### WHAT TO DO
Some lines of these records may hold the word "format"; state how many, using only the number.

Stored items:
----

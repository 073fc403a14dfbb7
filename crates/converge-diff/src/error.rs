//! Error types for the diff and patch engines.

use converge_types::TypeError;

/// Errors produced while computing a diff.
#[derive(Debug, Clone, PartialEq, Eq, thiserror::Error)]
pub enum DiffError {
    /// The two inputs do not share a type.
    #[error("type mismatch: left is {left}, right is {right}")]
    TypeMismatch { left: String, right: String },

    /// Validation, conformance, or unsupported-kind failure from the value
    /// model.
    #[error("type error: {0}")]
    Type(#[from] TypeError),
}

/// Convenience alias for diff results.
pub type DiffResult<T> = Result<T, DiffError>;

/// Errors produced while applying a change set.
///
/// Every path-shaped failure carries the rendered path prefix that was
/// reached, so a failure reads as ".spec(1).containers[2] became malformed".
#[derive(Debug, Clone, PartialEq, Eq, thiserror::Error)]
pub enum PatchError {
    /// The target's type does not match the change set's base type.
    #[error("target type does not match change set base type")]
    BaseTypeMismatch,

    /// A path element is incompatible with the container it addresses.
    #[error("malformed path at '{path}': {reason}")]
    MalformedPath { path: String, reason: String },

    /// A sequence append gap or a field/tuple index out of range.
    #[error("out of bounds at '{path}': index {index}, length {len}")]
    OutOfBounds {
        path: String,
        index: usize,
        len: usize,
    },

    /// Delete requested on a container without delete semantics.
    #[error("delete not supported at '{path}': {kind} has no delete semantics")]
    DeleteUnsupported { path: String, kind: String },

    /// An internal failure (including a caught panic) inside the patch flow.
    #[error("internal patch failure: {0}")]
    Internal(String),
}

/// Convenience alias for patch results.
pub type PatchResult<T> = Result<T, PatchError>;
//! Kind registry: maps object kinds to their body type and wire identity.

use std::collections::HashMap;

use converge_types::{RecordType, ValueType};

use crate::error::{StoreError, StoreResult};

/// Reserved top-level JSON keys a body record may not shadow.
const RESERVED_FIELDS: [&str; 2] = ["kind", "metadata"];

/// Registration for one object kind.
#[derive(Clone, Debug, PartialEq, Eq)]
pub struct KindSpec {
    /// Kind name, e.g. `"Workload"`.
    pub kind: String,
    /// Wire resource segment used for targeted PATCH routing,
    /// e.g. `"workloads"`.
    pub resource: String,
    /// The record type of the object's body.
    pub body: RecordType,
}

impl KindSpec {
    /// Create a kind registration.
    pub fn new(kind: impl Into<String>, resource: impl Into<String>, body: RecordType) -> Self {
        Self {
            kind: kind.into(),
            resource: resource.into(),
            body,
        }
    }

    /// The body type as a [`ValueType`].
    pub fn body_type(&self) -> ValueType {
        ValueType::Record(self.body.clone())
    }
}

/// Registry of the object kinds the store understands.
#[derive(Clone, Debug, Default)]
pub struct Schema {
    kinds: HashMap<String, KindSpec>,
}

impl Schema {
    /// Create an empty schema.
    pub fn new() -> Self {
        Self::default()
    }

    /// Register a kind. The body type is validated; duplicate
    /// registrations and reserved field names are rejected.
    pub fn register(&mut self, spec: KindSpec) -> StoreResult<()> {
        spec.body_type().validate()?;
        for field in spec.body.fields() {
            if RESERVED_FIELDS.contains(&field.name.as_str()) {
                return Err(StoreError::InvalidBody(format!(
                    "field '{}' shadows a reserved object key",
                    field.name
                )));
            }
        }
        if self.kinds.contains_key(&spec.kind) {
            return Err(StoreError::KindExists(spec.kind));
        }
        self.kinds.insert(spec.kind.clone(), spec);
        Ok(())
    }

    /// Look up a kind registration.
    pub fn get(&self, kind: &str) -> StoreResult<&KindSpec> {
        self.kinds
            .get(kind)
            .ok_or_else(|| StoreError::UnknownKind(kind.to_string()))
    }

    /// The wire resource segment for a kind.
    pub fn resource_for(&self, kind: &str) -> StoreResult<&str> {
        Ok(self.get(kind)?.resource.as_str())
    }

    /// Returns `true` if the kind is registered.
    pub fn contains(&self, kind: &str) -> bool {
        self.kinds.contains_key(kind)
    }
}
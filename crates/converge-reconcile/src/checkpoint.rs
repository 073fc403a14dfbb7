//! Checkpoint annotation encoding and parsing.
//!
//! Both checkpoints are JSON snapshots of the whole object with the two
//! checkpoint annotation keys stripped prior to encoding; stripping first
//! is what breaks the otherwise-recursive definition. Encoding works on a
//! scratch clone, never on the live annotation map.

use converge_store::{KindSpec, Object};

use crate::error::{ReconcileError, ReconcileResult};

/// Annotation key holding the last-written desired state.
pub const CLIENT_CHECKPOINT: &str = "client_checkpoint";

/// Annotation key holding the last-observed actual state.
pub const SERVER_CHECKPOINT: &str = "server_checkpoint";

/// Serialize an object with both checkpoint annotations stripped.
pub fn encode_checkpoint(object: &Object, spec: &KindSpec) -> ReconcileResult<String> {
    let mut scratch = object.clone();
    scratch.meta.annotations.remove(CLIENT_CHECKPOINT);
    scratch.meta.annotations.remove(SERVER_CHECKPOINT);

    let json = scratch.to_json(spec)?;
    serde_json::to_string(&json).map_err(|e| ReconcileError::CheckpointDecode(e.to_string()))
}

/// Stamp a fresh client checkpoint onto `dst`, encoding `src`.
///
/// Any server checkpoint annotation already on `dst` is left untouched.
pub fn stamp_client_checkpoint(
    dst: &mut Object,
    src: &Object,
    spec: &KindSpec,
) -> ReconcileResult<()> {
    let encoded = encode_checkpoint(src, spec)?;
    dst.meta
        .annotations
        .insert(CLIENT_CHECKPOINT.to_string(), encoded);
    Ok(())
}

/// Parse the checkpoints stored on a live object.
///
/// The client checkpoint is required; its absence fails the cycle. The
/// server checkpoint is optional: when it cannot be read the caller
/// skips drift-revert for one cycle.
pub fn parse_checkpoints(
    actual: &Object,
    spec: &KindSpec,
) -> ReconcileResult<(Object, Option<Object>)> {
    let annotations = &actual.meta.annotations;

    let raw_client = annotations.get(CLIENT_CHECKPOINT).ok_or_else(|| {
        ReconcileError::MissingCheckpoint {
            name: actual.meta.name.clone(),
            namespace: actual.meta.namespace.clone(),
        }
    })?;
    let client = decode_checkpoint(raw_client, spec)?;

    let server = match annotations.get(SERVER_CHECKPOINT) {
        Some(raw) => Some(decode_checkpoint(raw, spec)?),
        None => None,
    };

    Ok((client, server))
}

/// Build the RFC-6902 body installing a fresh server checkpoint.
///
/// The body is a single targeted `add`, safe under concurrent mutation
/// elsewhere on the object.
pub fn server_checkpoint_patch(object: &Object, spec: &KindSpec) -> ReconcileResult<Vec<u8>> {
    let encoded = encode_checkpoint(object, spec)?;
    let body = serde_json::json!([{
        "op": "add",
        "path": format!("/metadata/annotations/{SERVER_CHECKPOINT}"),
        "value": encoded,
    }]);
    serde_json::to_vec(&body).map_err(|e| ReconcileError::CheckpointDecode(e.to_string()))
}

fn decode_checkpoint(raw: &str, spec: &KindSpec) -> ReconcileResult<Object> {
    let json: serde_json::Value =
        serde_json::from_str(raw).map_err(|e| ReconcileError::CheckpointDecode(e.to_string()))?;
    Ok(Object::from_json(spec, &json)?)
}

#[cfg(test)]
mod tests {
    use super::*;
    use converge_store::ObjectMeta;
    use converge_types::{FieldType, RecordType, Value, ValueType};

    fn workload_spec() -> KindSpec {
        KindSpec::new(
            "Workload",
            "workloads",
            RecordType::new(vec![FieldType::new(
                "spec",
                ValueType::record(vec![FieldType::new("replicas", ValueType::int())]),
            )]),
        )
    }

    fn workload(replicas: i64) -> Object {
        Object::new(
            "Workload",
            ObjectMeta::named("web", "prod"),
            Value::Record(vec![Value::Record(vec![Value::int(replicas)])]),
        )
    }

    #[test]
    fn encode_strips_both_checkpoint_keys() {
        let spec = workload_spec();
        let mut obj = workload(3);
        obj.meta
            .annotations
            .insert(CLIENT_CHECKPOINT.to_string(), "old-client".to_string());
        obj.meta
            .annotations
            .insert(SERVER_CHECKPOINT.to_string(), "old-server".to_string());
        obj.meta
            .annotations
            .insert("team".to_string(), "infra".to_string());

        let encoded = encode_checkpoint(&obj, &spec).unwrap();
        assert!(!encoded.contains(CLIENT_CHECKPOINT));
        assert!(!encoded.contains(SERVER_CHECKPOINT));
        assert!(encoded.contains("team"));

        // The live object is untouched.
        assert!(obj.meta.annotations.contains_key(CLIENT_CHECKPOINT));
        assert!(obj.meta.annotations.contains_key(SERVER_CHECKPOINT));
    }

    #[test]
    fn stamp_preserves_existing_server_checkpoint() {
        let spec = workload_spec();
        let mut dst = workload(5);
        dst.meta
            .annotations
            .insert(SERVER_CHECKPOINT.to_string(), "observed".to_string());

        let src = workload(3);
        stamp_client_checkpoint(&mut dst, &src, &spec).unwrap();

        assert_eq!(
            dst.meta.annotations.get(SERVER_CHECKPOINT),
            Some(&"observed".to_string())
        );
        let stored = dst.meta.annotations.get(CLIENT_CHECKPOINT).unwrap();
        let decoded: serde_json::Value = serde_json::from_str(stored).unwrap();
        assert_eq!(decoded["spec"]["replicas"], 3);
    }

    #[test]
    fn parse_roundtrips_both_checkpoints() {
        let spec = workload_spec();
        let mut live = workload(5);
        stamp_client_checkpoint(&mut live, &workload(3), &spec).unwrap();
        live.meta.annotations.insert(
            SERVER_CHECKPOINT.to_string(),
            encode_checkpoint(&workload(4), &spec).unwrap(),
        );

        let (client, server) = parse_checkpoints(&live, &spec).unwrap();
        assert_eq!(client.body, workload(3).body);
        assert_eq!(server.unwrap().body, workload(4).body);
    }

    #[test]
    fn parse_missing_server_checkpoint_is_none() {
        let spec = workload_spec();
        let mut live = workload(5);
        stamp_client_checkpoint(&mut live, &workload(3), &spec).unwrap();

        let (_, server) = parse_checkpoints(&live, &spec).unwrap();
        assert!(server.is_none());
    }

    #[test]
    fn parse_missing_client_checkpoint_fails() {
        let spec = workload_spec();
        let err = parse_checkpoints(&workload(5), &spec).unwrap_err();
        assert!(matches!(err, ReconcileError::MissingCheckpoint { .. }));
    }

    #[test]
    fn parse_garbage_checkpoint_fails() {
        let spec = workload_spec();
        let mut live = workload(5);
        live.meta
            .annotations
            .insert(CLIENT_CHECKPOINT.to_string(), "not json".to_string());
        let err = parse_checkpoints(&live, &spec).unwrap_err();
        assert!(matches!(err, ReconcileError::CheckpointDecode(_)));
    }

    #[test]
    fn patch_body_is_a_single_targeted_add() {
        let spec = workload_spec();
        let body = server_checkpoint_patch(&workload(3), &spec).unwrap();
        let parsed: serde_json::Value = serde_json::from_slice(&body).unwrap();

        let ops = parsed.as_array().unwrap();
        assert_eq!(ops.len(), 1);
        assert_eq!(ops[0]["op"], "add");
        assert_eq!(
            ops[0]["path"],
            format!("/metadata/annotations/{SERVER_CHECKPOINT}")
        );
        // The value is the stringified JSON of the stripped object.
        let inner: serde_json::Value =
            serde_json::from_str(ops[0]["value"].as_str().unwrap()).unwrap();
        assert_eq!(inner["spec"]["replicas"], 3);
    }
}
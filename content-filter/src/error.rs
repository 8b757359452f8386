use thiserror::Error;
use utils_common::{CodecError, UnknownDifficulty};

/// 筛选模块的错误类型
///
/// 筛选、分页本身是全函数，不会失败；这些错误只出现在配置、
/// 索引解码和 JS 参数解析的边界上。
#[derive(Debug, Error)]
pub enum FilterError {
    #[error("解析参数失败: {0}")]
    InvalidParams(#[from] serde_json::Error),

    #[error("未知的筛选维度: {0}")]
    UnknownFacet(String),

    #[error(transparent)]
    UnknownDifficulty(#[from] UnknownDifficulty),

    #[error("无效的日期筛选值: {0}")]
    InvalidDateFilter(String),

    #[error("无效的排序方式: {0}")]
    InvalidSort(String),

    #[error("无效的集合配置: {0}")]
    InvalidConfig(String),

    #[error("无法构建索引: 没有内容数据")]
    EmptyIndex,

    #[error("索引编解码失败: {0}")]
    Codec(#[from] CodecError),
}
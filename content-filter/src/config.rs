use serde::{Deserialize, Serialize};
use std::str::FromStr;

use crate::error::FilterError;
use crate::taxonomy::{TaxonomyTables, DEFAULT_TABLES};

/// 排序字段
#[derive(Serialize, Deserialize, Clone, Copy, Debug, PartialEq, Eq)]
#[serde(rename_all = "lowercase")]
pub enum SortKey {
    Date,
    Title,
    Popularity,
}

/// 排序方向
#[derive(Serialize, Deserialize, Clone, Copy, Debug, PartialEq, Eq)]
#[serde(rename_all = "lowercase")]
pub enum SortOrder {
    Asc,
    Desc,
}

/// 排序方式
#[derive(Serialize, Deserialize, Clone, Copy, Debug, PartialEq, Eq)]
pub struct SortSpec {
    pub key: SortKey,
    pub order: SortOrder,
}

impl SortSpec {
    pub const NEWEST: SortSpec = SortSpec { key: SortKey::Date, order: SortOrder::Desc };
    pub const POPULAR: SortSpec = SortSpec { key: SortKey::Popularity, order: SortOrder::Desc };
}

impl Default for SortSpec {
    fn default() -> Self {
        SortSpec::NEWEST
    }
}

impl FromStr for SortSpec {
    type Err = FilterError;

    /// 接受 "newest", "oldest", "title_asc", "title_desc", "popular", "least_popular"
    fn from_str(s: &str) -> Result<Self, Self::Err> {
        let (key, order) = match s.trim().to_lowercase().as_str() {
            "newest" | "date_desc" => (SortKey::Date, SortOrder::Desc),
            "oldest" | "date_asc" => (SortKey::Date, SortOrder::Asc),
            "title_asc" | "name_asc" => (SortKey::Title, SortOrder::Asc),
            "title_desc" | "name_desc" => (SortKey::Title, SortOrder::Desc),
            "popular" | "popularity_desc" => (SortKey::Popularity, SortOrder::Desc),
            "least_popular" | "popularity_asc" => (SortKey::Popularity, SortOrder::Asc),
            _ => return Err(FilterError::InvalidSort(s.to_string())),
        };
        Ok(SortSpec { key, order })
    }
}

fn default_page_size() -> usize {
    10
}

fn default_tables() -> TaxonomyTables {
    DEFAULT_TABLES.clone()
}

/// 内容集合配置 - 每个列表页（博客、项目）各一份
#[derive(Serialize, Deserialize, Clone, Debug, PartialEq)]
pub struct CollectionConfig {
    /// 集合名称，仅用于日志
    #[serde(default)]
    pub name: String,
    /// 每页条数
    #[serde(default = "default_page_size")]
    pub page_size: usize,
    /// 默认排序
    #[serde(default)]
    pub sort: SortSpec,
    /// 标签分类关键字表
    #[serde(default = "default_tables")]
    pub taxonomy: TaxonomyTables,
}

impl CollectionConfig {
    /// 博客列表：每页10篇，最新在前
    pub fn blog() -> Self {
        Self {
            name: "blog".to_string(),
            page_size: 10,
            sort: SortSpec::NEWEST,
            taxonomy: default_tables(),
        }
    }

    /// 项目列表：每页12个，最热门在前
    pub fn projects() -> Self {
        Self {
            name: "projects".to_string(),
            page_size: 12,
            sort: SortSpec::POPULAR,
            taxonomy: default_tables(),
        }
    }

    pub fn from_json(json: &str) -> Result<Self, FilterError> {
        let config: CollectionConfig = serde_json::from_str(json)?;
        config.validate()?;
        Ok(config)
    }

    pub fn validate(&self) -> Result<(), FilterError> {
        if self.page_size == 0 {
            return Err(FilterError::InvalidConfig("每页条数必须大于0".to_string()));
        }
        Ok(())
    }
}

impl Default for CollectionConfig {
    fn default() -> Self {
        Self::blog()
    }
}

#[cfg(test)]
mod tests {
    use super::*;

    #[test]
    fn json_config_fills_defaults() {
        let config = CollectionConfig::from_json(r#"{"name":"notes"}"#).unwrap();
        assert_eq!(config.page_size, 10);
        assert_eq!(config.sort, SortSpec::NEWEST);
        assert!(config.taxonomy.languages.iter().any(|l| l == "rust"));
    }

    #[test]
    fn custom_tables_replace_builtin_ones() {
        let json = r#"{
            "page_size": 6,
            "sort": {"key": "title", "order": "asc"},
            "taxonomy": {"languages": ["kotlin"]}
        }"#;
        let config = CollectionConfig::from_json(json).unwrap();
        assert_eq!(config.page_size, 6);
        assert_eq!(config.sort, SortSpec { key: SortKey::Title, order: SortOrder::Asc });
        assert_eq!(config.taxonomy.languages, vec!["kotlin".to_string()]);
        assert!(config.taxonomy.frameworks.is_empty());
    }

    #[test]
    fn zero_page_size_is_rejected() {
        let err = CollectionConfig::from_json(r#"{"page_size":0}"#).unwrap_err();
        assert!(matches!(err, FilterError::InvalidConfig(_)));
    }

    #[test]
    fn sort_names_parse() {
        assert_eq!("oldest".parse::<SortSpec>().unwrap().order, SortOrder::Asc);
        assert_eq!("popular".parse::<SortSpec>().unwrap(), SortSpec::POPULAR);
        assert!("random".parse::<SortSpec>().is_err());
    }
}
use chrono::Datelike;
use std::collections::BTreeSet;
use std::fs::File;
use std::io::Write;
use std::path::Path;
use utils_common::ContentItem;

use crate::config::CollectionConfig;
use crate::date::parse_item_date;
use crate::error::FilterError;
use crate::models::ContentIndex;
use crate::taxonomy::TagTaxonomy;

/// 内容索引构建器 - 在站点构建阶段把条目列表打包成压缩索引
pub struct IndexBuilder {
    config: CollectionConfig,
    items: Vec<ContentItem>,
}

impl IndexBuilder {
    pub fn new(config: CollectionConfig) -> Self {
        Self {
            config,
            items: Vec::new(),
        }
    }

    pub fn add_item(&mut self, item: ContentItem) {
        self.items.push(item);
    }

    pub fn extend<I: IntoIterator<Item = ContentItem>>(&mut self, items: I) {
        self.items.extend(items);
    }

    /// 构建索引：标签分区和出现过的年份
    pub fn build(&self) -> Result<ContentIndex, FilterError> {
        if self.items.is_empty() {
            crate::console_warn!("无法构建索引，没有内容数据");
            return Err(FilterError::EmptyIndex);
        }
        self.config.validate()?;

        let taxonomy = TagTaxonomy::new(&self.config.taxonomy);
        let tags = taxonomy.partition(
            self.items.iter().flat_map(|item| item.tags.iter().map(String::as_str)),
        );

        let years: BTreeSet<i32> = self
            .items
            .iter()
            .filter_map(|item| item.date.as_deref().and_then(parse_item_date))
            .map(|date| date.year())
            .collect();
        let years: Vec<i32> = years.into_iter().rev().collect();

        crate::console_log!(
            "索引构建完成，条目: {}, 标签分组: {}, 年份: {}",
            self.items.len(),
            tags.groups.len(),
            years.len()
        );

        Ok(ContentIndex {
            config: self.config.clone(),
            items: self.items.clone(),
            tags,
            years,
        })
    }

    /// 构建并保存压缩索引，返回写入的字节数
    pub fn save(&self, path: impl AsRef<Path>) -> Result<usize, FilterError> {
        let data = self.build()?.to_compressed()?;
        let mut file = File::create(path.as_ref()).map_err(utils_common::CodecError::from)?;
        file.write_all(&data).map_err(utils_common::CodecError::from)?;
        Ok(data.len())
    }
}

#[cfg(test)]
mod tests {
    use super::*;
    use crate::engine::FilterEngine;
    use crate::state::Facet;
    use crate::taxonomy::TagGroup;

    fn item(id: &str, tags: &[&str], date: Option<&str>) -> ContentItem {
        ContentItem {
            id: id.to_string(),
            title: id.to_string(),
            summary: String::new(),
            tags: tags.iter().map(|t| t.to_string()).collect(),
            date: date.map(str::to_string),
            category: None,
            difficulty: None,
            popularity: Some(1.0),
            url: format!("/{id}/"),
        }
    }

    #[test]
    fn empty_builder_fails() {
        let builder = IndexBuilder::new(CollectionConfig::projects());
        assert!(matches!(builder.build(), Err(FilterError::EmptyIndex)));
    }

    #[test]
    fn index_groups_tags_and_years() {
        let mut builder = IndexBuilder::new(CollectionConfig::blog());
        builder.extend([
            item("rust/a", &["Rust", "axum"], Some("2023-04-01")),
            item("rust/b", &["rust"], Some("2024-04-01")),
            item("misc/c", &["homelab"], None),
        ]);
        let index = builder.build().unwrap();
        assert_eq!(index.tags.display_tags(TagGroup::Language), vec!["Rust"]);
        assert_eq!(index.years, vec![2024, 2023]);
    }

    #[test]
    fn compressed_index_drives_an_engine() {
        let mut builder = IndexBuilder::new(CollectionConfig::projects());
        builder.add_item(item("kotlin/a", &["kotlin"], Some("2022-01-01")));
        builder.add_item(item("flutter/b", &["dart"], Some("2023-01-01")));
        let bytes = builder.build().unwrap().to_compressed().unwrap();

        let index = ContentIndex::from_compressed(&bytes).unwrap();
        let mut engine = FilterEngine::from_index(index).unwrap();
        assert_eq!(engine.config().page_size, 12);
        assert_eq!(engine.facet_options().years, vec![2023, 2022]);
        engine.toggle(Facet::Category, "flutter").unwrap();
        assert_eq!(engine.result().items[0].id, "flutter/b");
    }

    #[test]
    fn save_writes_the_compressed_file() {
        let path = std::env::temp_dir().join(format!("content-index-{}.bin", std::process::id()));
        let mut builder = IndexBuilder::new(CollectionConfig::blog());
        builder.add_item(item("rust/a", &[], None));
        let written = builder.save(&path).unwrap();
        let bytes = std::fs::read(&path).unwrap();
        std::fs::remove_file(&path).unwrap();
        assert_eq!(bytes.len(), written);
        assert_eq!(ContentIndex::from_compressed(&bytes).unwrap().items.len(), 1);
    }
}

----

### RESULT
5